■ **What the task asks**: The answer should be each line from the entries below that has the word "PeriodWithSums" in it.

━━━━

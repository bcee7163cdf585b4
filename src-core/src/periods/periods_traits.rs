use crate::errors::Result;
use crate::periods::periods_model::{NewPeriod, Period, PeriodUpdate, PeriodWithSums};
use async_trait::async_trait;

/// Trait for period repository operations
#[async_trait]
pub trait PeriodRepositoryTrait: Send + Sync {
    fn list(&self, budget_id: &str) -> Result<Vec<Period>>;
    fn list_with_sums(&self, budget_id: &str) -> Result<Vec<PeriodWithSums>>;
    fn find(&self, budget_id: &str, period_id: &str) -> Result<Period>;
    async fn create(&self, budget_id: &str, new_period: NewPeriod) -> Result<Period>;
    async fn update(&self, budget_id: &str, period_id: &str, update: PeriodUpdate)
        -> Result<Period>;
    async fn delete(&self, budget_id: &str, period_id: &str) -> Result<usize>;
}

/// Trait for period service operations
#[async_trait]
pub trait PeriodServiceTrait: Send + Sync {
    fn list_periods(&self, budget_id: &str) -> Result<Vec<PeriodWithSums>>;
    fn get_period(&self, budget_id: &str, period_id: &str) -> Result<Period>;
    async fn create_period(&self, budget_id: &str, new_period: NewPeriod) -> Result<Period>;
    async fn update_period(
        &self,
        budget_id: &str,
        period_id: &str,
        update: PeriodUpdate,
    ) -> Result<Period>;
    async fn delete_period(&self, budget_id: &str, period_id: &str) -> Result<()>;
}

━━━━

■ **Exercise response**:
use crate::periods::periods_model::{NewPeriod, Period, PeriodUpdate, PeriodWithSums};
    fn list_with_sums(&self, budget_id: &str) -> Result<Vec<PeriodWithSums>>;
    fn list_periods(&self, budget_id: &str) -> Result<Vec<PeriodWithSums>>;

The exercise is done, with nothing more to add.